3.5 KiB
Ling tutorial
Ling is a very simple language, where we take only most important and popular features from other scripts and languages. In particular, we adopt principle of minimal confusion[^1]. In other word, the code usually works as expected when you see it. So, nothing unusual.
Expressions and blocks.
Everything is an expression in Ling. Even an empty block:
{
// empty block
}
>>> void
Block returns it last expression as "return value":
{
2 + 2
3 + 3
}
>>> 6
Same is without block:
3 + 3
>>> 6
If you don't want block to return anything, use void
:
{
3 + 4
void
}
>>> void
Every construction is an expression that returns something (or void
):
val limited = if( x > 100 ) 100 else x
You can use blocks in if statement, as expected:
val limited = if( x > 100 ) {
100 + x * 0.1
}
else
x
So the principles are:
- everything is an expression returning its last calculated value or
void
- expression could be a
{ block }
Expression details
It is rather simple, like everywhere else:
sin(x * π/4) / 2.0
See math for more on it.
Defining functions
fun check(amount) {
if( amount > 100 )
"anough"
else
"more"
}
You can use both fn
and fun
. Note that function declaration is an expression returning callable.

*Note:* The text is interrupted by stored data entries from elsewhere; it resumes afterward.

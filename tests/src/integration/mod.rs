//! Cross-module flows.

pub mod api_flows;
pub mod relay_flows;

/// Install a test log subscriber honouring `RUST_LOG`. Safe to call from
/// every test.
pub fn init_tracing() {
    let _ = tracing_subscriber::fmt()
        .with_env_filter(tracing_subscriber::EnvFilter::from_default_env())
        .with_test_writer()
        .try_init();
}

There are default parameters in Ling:
fn check(amount, prefix = "answer: ") {
prefix + if( amount > 100 )
"anough"
else
"more"
}
Closures
Each block has an isolated context that can be accessed from closures. For example:
var counter = 1
// this is ok: coumter is incremented
def increment(amount=1) {
// use counter from a closure:
counter = counter + amount
}
val taskAlias = def someTask() {
// this obscures global outer var with a local one
var counter = 0
// ...
counter = 1
// ...
counter
}
As was told, def
statement return callable for the function, it could be used as a parameter, or elsewhere
to call it:
// call the callable stored in the var
taskAlias()
// or directly:
someTask()
If you need to create unnamed function, use alternative syntax (TBD, like { -> } ?)
Integral data types
type | description | literal samples |
---|---|---|
Int | 64 bit signed | 1 -22 0x1FF |
Real | 64 bit double | 1.0 , 2e-11 |
Bool | boolean | true false |
String | unicode string, no limits | "hello" (see below) |
Void | no value could exist, singleton | void |
Null | missing value, singleton | null |
Fn | callable type |
String details
String operations
Concatenation is a +
: "hello " + name
works as expected. No confusion.
Literals
String literal could be multiline:
"
Hello,
World!
"
>>> "Hello
World"
In that case compiler removes left margin and first/last empty lines. Note that it won't remove margin:
"Hello,
World
"
>>> "Hello,
World
"
because the first line has no margin in the literal.